Sur le principe, associer les rejetons des deux anciens ennemis, ça ne me pose aucun souci. Maintenant, c’est tellement téléphoné, tellement peu naturel comme construction, que ça coince. Nous avons ici deux gamins qui, en plus d’avoir les prénoms les plus importables de la planète (même pour des sorciers), supportent aussi le poids du passé de leur paternel respectif (la gloire pour le premier, la déchéance pour le second) et qui décident de faire ami-ami parce que. Oui, seulement « parce que ». Parce qu’ils ont des points communs : les prénoms, le lourd héritage parental, l’affiliation à Serpentard, leur statut de perdants ++, leur asociabilité et leur incapacité à faire les choses bien. Un duo de pieds nickelés affublés de deux bras gauches chacun, qui va prendre une décision très lourde de responsabilités alors qu’ils sont incapables de lancer un sort correct (mais qui, curieusement, vont réussir ceux qu’ils entreprennent dans le passé…). Un duo maladroit, naïf et obstiné dans ses c*nneries, mais qui, de temps à autre, fait péter les éclairs de génie sortis de nulle part parce que c’est pratique sur l’instant (les sortilèges lancés contre Cédric, la résolution de l’énigme dans le bureau d’Hermione, la façon dont Scorpius convainc Rogue…). Un duo, enfin, qui se câline à répétition sans raison (sérieusement, quels ados de 14 ans se font des câlins à qui mieux-mieux alors que, manifestement, ça les rend mal à l’aise dès le premier ?).
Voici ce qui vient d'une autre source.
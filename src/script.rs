//! Replay scripts: recorded recognizer sessions as JSON lines.
//!
//! ```text
//! {"type":"start"}
//! {"type":"result","result_index":0,"results":[{"text":"good","is_final":false}]}
//! {"type":"wait","ms":400}
//! {"type":"result","result_index":0,"results":[{"text":"good morning","is_final":true}]}
//! ```
//!
//! Blank lines and lines starting with `#` are ignored.

use crate::driver::DriverInput;
use crate::engine::{RecognitionEvent, RecognitionSegment};
use crate::error::{Result, VoicecueError};
use serde::{Deserialize, Serialize};
use std::io::BufRead;
use std::time::Duration;

#[derive(Debug, Clone, PartialEq, Serialize, Deserialize)]
#[serde(tag = "type", rename_all = "snake_case")]
pub enum ScriptStep {
    Result {
        #[serde(default)]
        result_index: usize,
        results: Vec<RecognitionSegment>,
    },
    Wait {
        ms: u64,
    },
    Start,
    Stop,
    Clear,
    PlaybackFinished,
}

impl ScriptStep {
    /// The driver input for this step; `None` for waits.
    pub fn to_input(&self) -> Option<DriverInput> {
        match self {
            ScriptStep::Result {
                result_index,
                results,
            } => Some(DriverInput::Recognition(RecognitionEvent::new(
                *result_index,
                results.clone(),
            ))),
            ScriptStep::Wait { .. } => None,
            ScriptStep::Start => Some(DriverInput::Start),
            ScriptStep::Stop => Some(DriverInput::Stop),
            ScriptStep::Clear => Some(DriverInput::Clear),
            ScriptStep::PlaybackFinished => Some(DriverInput::PlaybackFinished),
        }
    }

    pub fn wait(&self) -> Option<Duration> {
        match self {
            ScriptStep::Wait { ms } => Some(Duration::from_millis(*ms)),
            _ => None,
        }
    }
}

/// Parse a whole script. Errors carry the 1-based line number.
pub fn parse_script(text: &str) -> Result<Vec<ScriptStep>> {
    text.lines()
        .enumerate()
        .filter_map(|(i, line)| parse_line(i + 1, line).transpose())
        .collect()
}

/// Parse a script from any reader, e.g. stdin.
pub fn read_script(reader: impl BufRead) -> Result<Vec<ScriptStep>> {
    let mut steps = Vec::new();
    for (i, line) in reader.lines().enumerate() {
        if let Some(step) = parse_line(i + 1, &line?)? {
            steps.push(step);
        }
    }
    Ok(steps)
}

fn parse_line(line_number: usize, line: &str) -> Result<Option<ScriptStep>> {
    let line = line.trim();
    if line.is_empty() || line.starts_with('#') {
        return Ok(None);
    }
    serde_json::from_str(line)
        .map(Some)
        .map_err(|e| VoicecueError::ScriptParse {
            line: line_number,
            message: e.to_string(),
        })
}

/// Total scripted wait time.
pub fn total_wait(steps: &[ScriptStep]) -> Duration {
    steps.iter().filter_map(ScriptStep::wait).sum()
}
Retourneur de temps et polynectar


Alors, d’après mes souvenirs, on ne peut utiliser les retourneurs de temps que sur les heures précédentes (même si je ne sais plus qui évoque le fait que leur utilisation est dangereuse dans le sens où on pourrait par exemple empêcher sa propre naissance ou se tuer soi-même, ce qui sous-entend des bonds temporels beaucoup plus grands). Or, dans ce livre, les retourneurs sont utilisés pour retourner une vingtaine d’années en arrière. Plus étrange encore étant ce retourneur de temps qui ne semble fonctionner que 5 minutes dans le passé (c’est le cas pour Scorpius et Albus), mais qui fonctionne beaucoup plus longtemps lorsque Delphi s’en sert.
Autre souci, le polynectar. Lorsque le trio magique en créé pour la première fois dans le tome 2, il leur faut un mois pour parvenir à terminer sa fabrication (parce qu’il y a une influence du cycle lunaire ou un truc dans le style). Là, quelques heures suffisent pour en fabriquer. Certes, McGonagall évoque un moment la disparition d’ingrédients spécifiques à la fabrication de cette potion ; cependant, à cet instant, le duo n’a aucun intérêt à en fabriquer.


Severus Rogue


En très grande fan du directeur de la maison Serpentard, j’ai été très contente de revoir Rogue debout sur ses deux guibolles. Néanmoins, j’ai été très vite déçue par ce qu’il était devenu. Un professeur plutôt agréable, qui se laisse convaincre en deux coups de cuillère à pot par un ado de 14 ans et qui tutoie ses anciens élèves. Sérieusement, je m’attendais presque à le voir faire un high five avec Hermione (c’est du même acabit que le T-rex et les vélociraptors de Jurassic World qui se programment une bouffe après avoir savaté le grand mutant).
Je veux bien que Scorpius lui révèle des trucs que personne d’autre n’est censé connaître, mais rendez-vous compte que, dans cette dimension, il existe un Scorpius qui n’a absolument rien à voir avec le Bisounours qui se présente face à lui. Sachant qu’en plus il met en danger toute la rébellion à révéler ainsi ce passage secret à ce Scorpius étrange (qui pourrait très bien être sous Imperium ou être quelqu’un d’autre métamorphosé par le Polynectar) ; la façon dont Rogue cède face au rejeton Malefoy ne me convainc pas.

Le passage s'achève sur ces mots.